Illyana menahan nafas ketika melihat Ali baru saja berjalan dari arah parkiran dan dirinya sedang berdiri di gerbang masuk yang mana mereka akan bertemu di satu titik untuk menuju ke area kelas. Rasanya ia tak rela untuk kembali berpura-pura menyueki pemuda itu, tapi ia juga ingin Ali peka dan memberikannya alasan kenapa pemuda itu sempat pergi ke Jogja tanpa pamit walau akhirnya kembali pulang. Terus berperan antara logika dan hati hingga membuatnya tak sadar jika sosok yang mengganggu pikirannya itu kini sudah berdiri beberapa jarak dengannya.

"Ngapain matung di situ?"

Illyana belum menjawab. Ia masih dilanda rasa bingung harus menjawab dengan mode apa, bucin atau cuek? Ia ingin sekali di mode bucin tapi tujuannya belum tercapai, Ali belum juga peka. "Enggak"

"Ayo masuk"

"Duluan" dapat ia lihat jelas kening Ali yang menyerit mendengar jawabannya yang irit kata.
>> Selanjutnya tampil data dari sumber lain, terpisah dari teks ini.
//! Verifier node
//!
//! Coordinates one verification: signs the request, collects committee
//! signatures, fetches the value itself, aggregates the signatures into one
//! proof and settles it on the contract. It keeps local mirrors of the
//! committee and the ledger so it can build witnesses and hand out ledger
//! witnesses for settled values.

use std::sync::Arc;

use tokio::sync::Mutex;
use tracing::{info, info_span, warn, Instrument};

use quorum_aggregation::{
    AggregationOutput, AggregationPipeline, Provable, SealedProof, SettlementOutput,
    SettlementPipeline, SignatureClaim,
};
use quorum_contract::SettlementContract;
use quorum_primitives::{Digest, ProtocolConfig, SignerKey, SigningKey};
use quorum_state::{AuthenticatedMap, MapWitness, MembershipMap, VerifiedMessageLedger};

use crate::committee::SignatureCollector;
use crate::data_source::DataSource;
use crate::error::{ClientError, Result};
use crate::types::{DataRequest, SignedRequest, SignerResponse};

/// Contract handle shared between the verifier node and other readers
pub type SharedContract = Arc<Mutex<SettlementContract>>;

/// Verifier node settings
#[derive(Debug, Clone, Copy, Default)]
pub struct VerifierNodeConfig {
    /// Parameters the contract was deployed with
    pub protocol: ProtocolConfig,
}

impl VerifierNodeConfig {
    pub fn with_protocol(mut self, protocol: ProtocolConfig) -> Self {
        self.protocol = protocol;
        self
    }
}

/// Outcome of one verified request
#[derive(Debug, Clone)]
pub struct Verification {
    pub value: u64,
    pub message: Digest,
    pub proof: SealedProof<AggregationOutput>,
    pub ledger_witness: MapWitness,
}

pub struct VerifierNode<D, C> {
    authority: SigningKey,
    committee: MembershipMap,
    ledger: VerifiedMessageLedger,
    contract: SharedContract,
    source: D,
    collector: C,
    aggregation: AggregationPipeline,
    settlement: SettlementPipeline,
}

impl<D: DataSource, C: SignatureCollector> VerifierNode<D, C> {
    pub fn new(
        config: VerifierNodeConfig,
        authority: SigningKey,
        committee: MembershipMap,
        contract: SharedContract,
        source: D,
        collector: C,
    ) -> Result<Self> {
        let protocol = config.protocol;
        if committee.depth() != protocol.map_depth {
            return Err(ClientError::InvalidConfig(format!(
                "committee map depth {} does not match protocol depth {}",
                committee.depth(),
                protocol.map_depth
            )));
        }
        Ok(Self {
            authority,
            committee,
            ledger: VerifiedMessageLedger::new(protocol.map_depth)?,
            contract,
            source,
            collector,
            aggregation: AggregationPipeline::new(protocol)?,
            settlement: SettlementPipeline::new(protocol)?,
        })
    }

    pub fn authority_key(&self) -> SignerKey {
        self.authority.verifying_key()
    }

    pub fn committee(&self) -> &MembershipMap {
        &self.committee
    }

    pub fn ledger(&self) -> &VerifiedMessageLedger {
        &self.ledger
    }

    pub fn is_settled(&self, message: &Digest) -> bool {
        self.ledger.is_settled(message)
    }

    /// Current ledger witness for `message`
    pub fn witness(&self, message: &Digest) -> MapWitness {
        self.ledger.witness(message)
    }

    /// Verify one request end to end and settle it on the contract
    pub async fn verify_data(&mut self, request: DataRequest) -> Result<Verification> {
        let span = info_span!("verify_data", endpoint = %request.endpoint(), field = %request.field);
        async move {
            let (value, message, proof) = self.prove(request).await?;

            let witness = self.ledger.witness(&message);
            self.contract
                .lock()
                .await
                .settle(&self.authority, &proof, &witness)?;
            self.ledger.mark_settled(&message)?;

            info!(value, message = %message, "value settled");
            Ok(Verification {
                value,
                message,
                proof,
                ledger_witness: self.ledger.witness(&message),
            })
        }
        .instrument(span)
        .await
    }

    /// Verify several requests and settle them with one folded proof
    pub async fn verify_data_batch(
        &mut self,
        requests: Vec<DataRequest>,
    ) -> Result<(SealedProof<SettlementOutput>, Vec<Verification>)> {
        let mut proven = Vec::with_capacity(requests.len());
        for request in requests {
            proven.push(self.prove(request).await?);
        }

        let signers_count = self.contract.lock().await.signers_count()?;
        let aggregations: Vec<SealedProof<AggregationOutput>> =
            proven.iter().map(|(_, _, proof)| proof.clone()).collect();

        let mut mirror = self.ledger.clone();
        let folded: SealedProof<SettlementOutput> = self.settlement.fold_against_ledger(
            &mut mirror,
            self.committee.root(),
            signers_count,
            &aggregations,
        )?;
        self.contract
            .lock()
            .await
            .aggregated_settle(&self.authority, &folded)?;
        self.ledger = mirror;
        info!(
            settled = proven.len(),
            ledger_root = %self.ledger.root(),
            "folded settlement applied"
        );

        let verifications = proven
            .into_iter()
            .map(|(value, message, proof)| Verification {
                value,
                message,
                proof,
                ledger_witness: self.ledger.witness(&message),
            })
            .collect();
        Ok((folded, verifications))
    }

    /// Collect, fetch and aggregate; no state changes
    async fn prove(
        &self,
        request: DataRequest,
    ) -> Result<(u64, Digest, SealedProof<AggregationOutput>)> {
        let signed = SignedRequest::sign(request, &self.authority);
        let responses = self.collector.collect(&signed).await?;
        let value = self.source.fetch(&signed.data).await?;
        let message = signed.data.message_for(value);

        let signers_root = self.committee.root();
        let claims = self.claims(responses);
        let proof: SealedProof<AggregationOutput> =
            self.aggregation.aggregate(message, signers_root, claims)?;

        let signers_count = self.contract.lock().await.signers_count()?;
        let count = proof.public_output().count;
        if !self.aggregation.config().threshold_met(count, signers_count) {
            warn!(count, signers_count, "not enough signatures to settle");
            return Err(ClientError::InsufficientSignatures {
                count,
                signers_count,
            });
        }
        Ok((value, message, proof))
    }

    fn claims(&self, responses: Vec<SignerResponse>) -> Vec<SignatureClaim> {
        responses
            .into_iter()
            .map(|response| {
                SignatureClaim::new(
                    response.public_key,
                    response.signature,
                    self.committee.witness(&response.public_key),
                )
            })
            .collect()
    }
}
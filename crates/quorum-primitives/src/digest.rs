//! Rescue-Prime digests
//!
//! All committed values (signer hashes, messages, map nodes) are 4-element
//! digests of Winterfell's `Rp64_256`. Digests are totally ordered
//! lexicographically by canonical element value; this order is what the
//! aggregation protocol means by "greater than".

use std::cmp::Ordering;

use winter_crypto::hashers::Rp64_256;
use winter_crypto::{ElementHasher, Hasher};

use crate::error::PrimitivesError;
use crate::field::{bytes_to_felts, felt_from_u64, felt_to_u64, Felt, FELT_ZERO};

type RpDigest = <Rp64_256 as Hasher>::Digest;

/// Number of field elements in a digest
pub const DIGEST_ELEMENTS: usize = 4;

/// A Rescue-Prime digest: 4 Goldilocks elements (256 bits)
#[derive(Debug, Clone, Copy, PartialEq, Eq)]
pub struct Digest(pub [Felt; DIGEST_ELEMENTS]);

impl Digest {
    /// The zero digest, used as "no value" (empty leaf, no valid signer)
    pub const ZERO: Digest = Digest([FELT_ZERO; DIGEST_ELEMENTS]);

    pub fn new(elements: [Felt; DIGEST_ELEMENTS]) -> Self {
        Self(elements)
    }

    /// Hash a sequence of field elements
    pub fn hash_elements(elements: &[Felt]) -> Self {
        Self::from_rp(Rp64_256::hash_elements(elements))
    }

    /// Hash raw bytes, injected as u32 limbs
    pub fn hash_bytes(bytes: &[u8]) -> Self {
        Self::hash_elements(&bytes_to_felts(bytes))
    }

    /// 2-to-1 compression for Merkle nodes
    pub fn merge(left: &Digest, right: &Digest) -> Self {
        Self::from_rp(Rp64_256::merge(&[left.to_rp(), right.to_rp()]))
    }

    /// A digest holding a single small value, zero elsewhere
    pub fn from_u64(value: u64) -> Self {
        let mut elements = [FELT_ZERO; DIGEST_ELEMENTS];
        elements[0] = felt_from_u64(value);
        Self(elements)
    }

    pub fn is_zero(&self) -> bool {
        *self == Self::ZERO
    }

    pub fn elements(&self) -> &[Felt; DIGEST_ELEMENTS] {
        &self.0
    }

    pub fn to_u64s(&self) -> [u64; DIGEST_ELEMENTS] {
        self.0.map(felt_to_u64)
    }

    pub fn from_u64s(values: [u64; DIGEST_ELEMENTS]) -> Self {
        Self(values.map(felt_from_u64))
    }

    /// Canonical 32-byte encoding (little-endian elements)
    pub fn to_bytes(&self) -> [u8; 32] {
        let mut bytes = [0u8; 32];
        for (i, value) in self.to_u64s().iter().enumerate() {
            bytes[i * 8..(i + 1) * 8].copy_from_slice(&value.to_le_bytes());
        }
        bytes
    }

    /// Parse the canonical encoding, rejecting non-canonical elements
    pub fn from_bytes(bytes: &[u8]) -> Result<Self, PrimitivesError> {
        if bytes.len() != 32 {
            return Err(PrimitivesError::InvalidLength {
                expected: 32,
                actual: bytes.len(),
            });
        }
        let mut values = [0u64; DIGEST_ELEMENTS];
        for (i, chunk) in bytes.chunks_exact(8).enumerate() {
            let mut limb = [0u8; 8];
            limb.copy_from_slice(chunk);
            let value = u64::from_le_bytes(limb);
            if value >= crate::field::GOLDILOCKS_PRIME {
                return Err(PrimitivesError::NonCanonicalElement(value));
            }
            values[i] = value;
        }
        Ok(Self::from_u64s(values))
    }

    pub fn to_hex(&self) -> String {
        hex::encode(self.to_bytes())
    }

    pub fn from_hex(hex_str: &str) -> Result<Self, PrimitivesError> {
        let hex_str = hex_str.strip_prefix("0x").unwrap_or(hex_str);
        let bytes = hex::decode(hex_str)?;
        Self::from_bytes(&bytes)
    }

    /// Leaf position of this key in a sparse map of the given depth: the
    /// low `depth` bits of the 256-bit little-endian encoding, element 0
    /// lowest. Canonical elements make this injective at depth 256.
    pub fn leaf_index(&self, depth: usize) -> [u64; DIGEST_ELEMENTS] {
        let mut index = self.to_u64s();
        for (i, limb) in index.iter_mut().enumerate() {
            let low = i * 64;
            if depth <= low {
                *limb = 0;
            } else if depth < low + 64 {
                *limb &= (1u64 << (depth - low)) - 1;
            }
        }
        index
    }

    fn to_rp(self) -> RpDigest {
        RpDigest::new(self.0)
    }

    fn from_rp(digest: RpDigest) -> Self {
        let mut elements = [FELT_ZERO; DIGEST_ELEMENTS];
        elements.copy_from_slice(digest.as_elements());
        Self(elements)
    }
}

impl Default for Digest {
    fn default() -> Self {
        Self::ZERO
    }
}

impl std::hash::Hash for Digest {
    fn hash<H: std::hash::Hasher>(&self, state: &mut H) {
        self.to_u64s().hash(state);
    }
}

impl Ord for Digest {
    fn cmp(&self, other: &Self) -> Ordering {
        self.to_u64s().cmp(&other.to_u64s())
    }
}

impl PartialOrd for Digest {
    fn partial_cmp(&self, other: &Self) -> Option<Ordering> {
        Some(self.cmp(other))
    }
}

impl std::fmt::Display for Digest {
    fn fmt(&self, f: &mut std::fmt::Formatter<'_>) -> std::fmt::Result {
        write!(f, "0x{}…", &self.to_hex()[..16])
    }
}

impl serde::Serialize for Digest {
    fn serialize<S: serde::Serializer>(&self, serializer: S) -> Result<S::Ok, S::Error> {
        serializer.serialize_str(&self.to_hex())
    }
}

impl<'de> serde::Deserialize<'de> for Digest {
    fn deserialize<D: serde::Deserializer<'de>>(deserializer: D) -> Result<Self, D::Error> {
        let s = String::deserialize(deserializer)?;
        Self::from_hex(&s).map_err(serde::de::Error::custom)
    }
}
Peka kek Li, gue capek acting nih, gerutu Illyana dalam hati.

"Masih mau jadi patung tontonan orang?"

'Dasar. Udah enggak peka, ngatain lagi. Untung Ali, kalau James udah gue sentil ususnya'

"Yaudah"

Tangan Illyana terkepal melihat pemuda itu yang sudah beberapa langkah di depannya. Ia benar-benar gemas. Menghentakkan kedua kakinya dengan kesal, ia melangkah mengikuti Ali dengan jarak beberapa meter yang memisahkan mereka. Sejujurnya ia tersiksa bersikap seperti ini, tapi apa Ali tidak merasakan hal yang sama?